"Worrying about tomorrow means that you are missing some of today" Corey Allan of Simple Marriage

Saturday, May 28, 2011

BMX

Spent two half days photographing at the BMX Indoor at Hawera this weekend.  Man they are fast!  I ended up taking over 2000 photos, which is pretty much A LOT so surely I have some good ones in there. So far I have only sorted through, and uploaded, 400 of them.  Hopefully I get them all done this week.

Of course, whenever I am at an event I do the 'Oh I WISH we had kids!!!!!' internal whine.  I know we are getting closer, even if it is through 'Home for Life' foster care, where we will have to 'share' them with the birth parents.  But kids are kids, hey, and if we have them for the majority of the time then all is sweet.    Home for Life is where kids are taken out of their birth parents home as it is unsafe, and has been deemed unsafe 'for life', thus a permanent home is found, but they are not able to be adopted so guardianship is joint between birth and foster carers.  The social workers we are dealing with put it a great way though.  Treat it like a marriage breakup, and you end up sharing joint custody with your ex.  Not ideal, but better than nothing.

One more training session with the social workers on Thursday, and an assessment, then hopefully it is all on!

Wednesday, May 25, 2011

Second seminar re Adoption or Foster Care

We had our second seminar for adoption and/or foster care today.  It started the same way as the introduction one, and day one ... badly.  For the induction day, the power went off with one row of cows left to milk, and took AGES to come back on, so I got stressed, we were a bit late.  Induction day one, we had a relief milker who stayed the night so we thought he might help TJL out in the morning ... um NUP.  So I went down and hosed out, and bada bing bada bang, the flaming heifers got out, so I got stressed, and we were a little bit late.  Today, day 2, no cows to milk, no stress, but TJL got up late, felt unwell, dawdled, I got stressed, and we were a tiny bit late, but not too bad.

Today was much better than day 1, not quite so clinical and dry.  Even TJL survived it a lot better, which is fortunate, as to be a foster care provider we have one more seminar day to go.  Originally we didn't have to attend it as we had only planned to adopt, but since we are looking at the foster care route we have to, and fortunately TJL is on board for this one (he dislikes sitting, inside, learning stuff).

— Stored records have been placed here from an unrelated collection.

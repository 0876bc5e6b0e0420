//! Liquidity sweep detection
//!
//! A sweep is a bar whose extreme runs a tracked liquidity zone by a minimum
//! number of ticks and then closes back inside. Zones are clustered swing
//! points (buy-side above highs, sell-side below lows) plus the key levels
//! from [`super::levels`]. Sweeping a high (UP) implies a bearish bias,
//! sweeping a low (DOWN) a bullish one.

use super::bars::{to_ticks, Bar};
use super::signal::Bias;
use super::swings::{SwingKind, SwingPoint};
use chrono::{DateTime, NaiveDate, Utc};
use serde::{Deserialize, Serialize};

#[derive(Debug, Clone, Serialize, Deserialize)]
#[serde(default)]
pub struct SweepConfig {
    /// Minimum excursion beyond the level
    pub min_sweep_ticks: f64,
    /// Close must be back on the original side of the level
    pub require_close_back_inside: bool,
    /// Only swings this many bars old (or older) count as liquidity
    pub min_swing_age_bars: usize,
    /// Prior session high/low are tracked as liquidity
    pub use_session_levels: bool,
    /// Overnight (18:00 - 09:30 ET) high/low are tracked as liquidity
    pub use_overnight_levels: bool,
    /// Opening range high/low are tracked once the range is complete
    pub use_opening_range: bool,
    pub opening_range_minutes: u32,
    /// Same-side swings this close merge into one zone
    pub liquidity_cluster_ticks: f64,
}

impl Default for SweepConfig {
    fn default() -> Self {
        Self {
            min_sweep_ticks: 2.0,
            require_close_back_inside: true,
            min_swing_age_bars: 1,
            use_session_levels: true,
            use_overnight_levels: true,
            use_opening_range: true,
            opening_range_minutes: 15,
            liquidity_cluster_ticks: 4.0,
        }
    }
}

#[derive(Debug, Clone, Copy, PartialEq, Eq, Serialize, Deserialize)]
pub enum SweepDirection {
    /// A high was taken
    Up,
    /// A low was taken
    Down,
}

impl SweepDirection {
    pub fn bias(self) -> Bias {
        match self {
            SweepDirection::Up => Bias::Bearish,
            SweepDirection::Down => Bias::Bullish,
        }
    }
}

impl std::fmt::Display for SweepDirection {
    fn fmt(&self, f: &mut std::fmt::Formatter<'_>) -> std::fmt::Result {
        match self {
            SweepDirection::Up => write!(f, "UP"),
            SweepDirection::Down => write!(f, "DOWN"),
        }
    }
}

/// Ordering matters: later variants outrank earlier ones in tie-breaks
#[derive(Debug, Clone, Copy, PartialEq, Eq, PartialOrd, Ord, Serialize, Deserialize)]
pub enum SweepKind {
    Swing,
    OpeningRange,
    Overnight,
    PriorSession,
}

impl std::fmt::Display for SweepKind {
    fn fmt(&self, f: &mut std::fmt::Formatter<'_>) -> std::fmt::Result {
        match self {
            SweepKind::Swing => write!(f, "SWING"),
            SweepKind::OpeningRange => write!(f, "OPENING_RANGE"),
            SweepKind::Overnight => write!(f, "OVERNIGHT"),
            SweepKind::PriorSession => write!(f, "PRIOR_SESSION"),
        }
    }
}

#[derive(Debug, Clone, PartialEq, Serialize, Deserialize)]
pub struct SweepEvent {
    pub direction: SweepDirection,
    pub swept_level: f64,
    pub kind: SweepKind,
    /// Bar that performed the sweep
    pub index: usize,
    pub timestamp: DateTime<Utc>,
    /// Bar index of the swept swing, if any
    pub level_index: Option<usize>,
    pub excursion_ticks: f64,
    pub close: f64,
    /// 0.0 - 1.0
    pub strength: f64,
    /// Swings clustered into the swept zone, 1 for key levels
    pub liquidity_strength: u32,
}

impl SweepEvent {
    pub fn bias(&self) -> Bias {
        self.direction.bias()
    }
}

/// High/low of a trading session or one of its sub-ranges
#[derive(Debug, Clone, Copy, PartialEq, Serialize, Deserialize)]
pub struct SessionLevels {
    pub date: NaiveDate,
    pub high: f64,
    pub low: f64,
}

impl SessionLevels {
    pub fn from_bar(date: NaiveDate, bar: &Bar) -> Self {
        Self {
            date,
            high: bar.high,
            low: bar.low,
        }
    }

    pub fn extend(&mut self, bar: &Bar) {
        self.high = self.high.max(bar.high);
        self.low = self.low.min(bar.low);
    }

    pub fn range(&self) -> f64 {
        self.high - self.low
    }

    pub fn midpoint(&self) -> f64 {
        (self.high + self.low) / 2.0
    }

    /// High and low as sweepable zones
    pub fn liquidity(&self, kind: SweepKind) -> [LiquidityZone; 2] {
        [
            LiquidityZone::key_level(self.high, LevelSide::High, kind),
            LiquidityZone::key_level(self.low, LevelSide::Low, kind),
        ]
    }
}

/// Which side of the market a level sits on
#[derive(Debug, Clone, Copy, PartialEq, Eq, Serialize, Deserialize)]
pub enum LevelSide {
    /// Buy-side liquidity rests above highs
    High,
    /// Sell-side liquidity rests below lows
    Low,
}

/// Resting liquidity at one price
#[derive(Debug, Clone, Copy, PartialEq, Serialize, Deserialize)]
pub struct LiquidityZone {
    pub price: f64,
    pub side: LevelSide,
    pub kind: SweepKind,
    /// Bar index of the swing the zone is priced at
    pub level_index: Option<usize>,
    /// Swings merged into the zone
    pub strength: u32,
}

impl LiquidityZone {
    pub fn key_level(price: f64, side: LevelSide, kind: SweepKind) -> Self {
        Self {
            price,
            side,
            kind,
            level_index: None,
            strength: 1,
        }
    }
}

/// Cluster swings old enough to count into buy-side and sell-side zones.
///
/// A swing within `liquidity_cluster_ticks` of an existing same-side zone
/// joins it: the zone's strength grows and its price moves to the more
/// extreme of the two (ties go to the newer swing).
pub fn define_liquidity_zones(
    swings: &[SwingPoint],
    index: usize,
    config: &SweepConfig,
    tick_size: f64,
) -> Vec<LiquidityZone> {
    let threshold = config.liquidity_cluster_ticks.max(0.0) * tick_size;
    let mut zones: Vec<LiquidityZone> = Vec::new();

    for swing in swings.iter().filter(|s| s.index + config.min_swing_age_bars <= index) {
        let side = match swing.kind {
            SwingKind::High => LevelSide::High,
            SwingKind::Low => LevelSide::Low,
        };
        let existing = zones
            .iter_mut()
            .find(|z| z.side == side && (z.price - swing.price).abs() <= threshold + 1e-9);
        match existing {
            Some(zone) => {
                zone.strength += 1;
                let at_least_as_extreme = match side {
                    LevelSide::High => swing.price >= zone.price,
                    LevelSide::Low => swing.price <= zone.price,
                };
                if at_least_as_extreme {
                    zone.price = swing.price;
                    zone.level_index = Some(swing.index);
                }
            }
            None => zones.push(LiquidityZone {
                price: swing.price,
                side,
                kind: SweepKind::Swing,
                level_index: Some(swing.index),
                strength: 1,
            }),
        }
    }

    zones
}

/// Check one level against the current bar
pub fn check_sweep_at_level(
    bar: &Bar,
    index: usize,
    level: f64,
    side: LevelSide,
    kind: SweepKind,
    config: &SweepConfig,
    tick_size: f64,
) -> Option<SweepEvent> {
    let min_distance = config.min_sweep_ticks * tick_size;

    let (direction, excursion, wick) = match side {
        LevelSide::High => {
            let excursion = bar.high - level;
            if excursion < min_distance || excursion <= 0.0 {
                return None;
            }
            if config.require_close_back_inside && bar.close >= level {
                return None;
            }
            (SweepDirection::Up, excursion, bar.upper_wick())
        }
        LevelSide::Low => {
            let excursion = level - bar.low;
            if excursion < min_distance || excursion <= 0.0 {
                return None;
            }
            if config.require_close_back_inside && bar.close <= level {
                return None;
            }
            (SweepDirection::Down, excursion, bar.lower_wick())
        }
    };

    let excursion_ticks = to_ticks(excursion, tick_size);
    Some(SweepEvent {
        direction,
        swept_level: level,
        kind,
        index,
        timestamp: bar.timestamp,
        level_index: None,
        excursion_ticks,
        close: bar.close,
        strength: sweep_strength(bar, excursion_ticks, wick),
        liquidity_strength: 1,
    })
}

/// Deeper runs with long rejection wicks score higher
pub fn sweep_strength(bar: &Bar, excursion_ticks: f64, rejection_wick: f64) -> f64 {
    let depth = (0.2 + excursion_ticks * 0.075).min(0.8);
    let range = bar.range();
    let wick_ratio = if range > 0.0 { rejection_wick / range } else { 0.0 };
    let rejection = (wick_ratio * 0.3).min(0.2);
    (depth + rejection).min(1.0)
}

/// All sweeps performed by `bar` against the given liquidity
pub fn detect_sweeps(
    bar: &Bar,
    index: usize,
    liquidity: &[LiquidityZone],
    config: &SweepConfig,
    tick_size: f64,
) -> Vec<SweepEvent> {
    liquidity
        .iter()
        .filter_map(|zone| {
            let mut sweep = check_sweep_at_level(bar, index, zone.price, zone.side, zone.kind, config, tick_size)?;
            sweep.level_index = zone.level_index;
            sweep.liquidity_strength = zone.strength;
            Some(sweep)
        })
        .collect()
}

/// Pick the single sweep that drives the setup.
///
/// Key levels outrank swings (prior session, then overnight, then opening
/// range), then the larger excursion wins, then higher strength, then the
/// more recently formed level.
pub fn most_significant_sweep(sweeps: Vec<SweepEvent>) -> Option<SweepEvent> {
    sweeps.into_iter().max_by(|a, b| {
        a.kind
            .cmp(&b.kind)
            .then(a.excursion_ticks.total_cmp(&b.excursion_ticks))
            .then(a.strength.total_cmp(&b.strength))
            .then(a.level_index.unwrap_or(usize::MAX).cmp(&b.level_index.unwrap_or(usize::MAX)))
    })
}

Today they had a panel of 3 people who are currently in the system.  One guy has been involved in looking after teenage boys for 9 years (he had been a youth worker), one lady has two kids for lifetime placement, and has just had another two placed with her and is going through the system to get them placed with her for lifetime.  The third lady has an adopted daughter (aged 5) and has just had a boy placed with her for lifetime (currently going through the system).

So it was good.

And now we might be looking at local adoption rather than inter-country, or 'care for life', which is a placement for life, where we are legal guardians but not 'parents' for life.  No rush to make a choice as yet, time will tell us what direction we need to be heading in.

Tuesday, May 24, 2011

Losing weight, AGAIN

So I am once again on the weighloss trail.  *sigh*  How many times do I beat on this drum?

Anyway, I have begun a new blog, Losing it with MJ as the programme I am attempting to follow is Losing it with April, a celeb and TV presenter here in NZ, who currently weighs in at around 100kg.  That was HER wake-up call, mine is the 90kg mark.  Damn disgusting!

What I like about the programme

1.  Its FREE to follow along!
2.  The food is NORMAL!
3.  The exercises can all be done at HOME!

Nothing fancy, nothing schmancy.

I have had a couple of other wakeup calls, not just the figure on the scale.

1.  I wasn't in the mood to play with my friends young children, I was shy, reserved, and self conscious about my appearance.
2.  Despite what I 'see' in the mirror (akin to being the opposite of an anorexic, ie I see 'NORMAL') photos actually show me that I am 'HUGE'.  People, who I see and think that they are big, I AM BIGGER THAN THEM!  C'MON!)
3.  My appearance is terrible.  In photos I look like the people who I have judged all my life as being fat, ugly, lazy, and stupid.  The kind of people you think, 'How could you let yourself get like that?  Get a haircut.  Get some decent clothes.  Lose some weight.  Get some dang pride!'

Thats me at the moment, and I HATE this.  I have zero confidence, and when I am feeling ok, I see a photo of myself and hate myself all over again.  I think I need to keep the photo image of myself in my head, as that sure as heck puts me off eating TOO much rubbish.

I really hope and pray that I can make it work this time.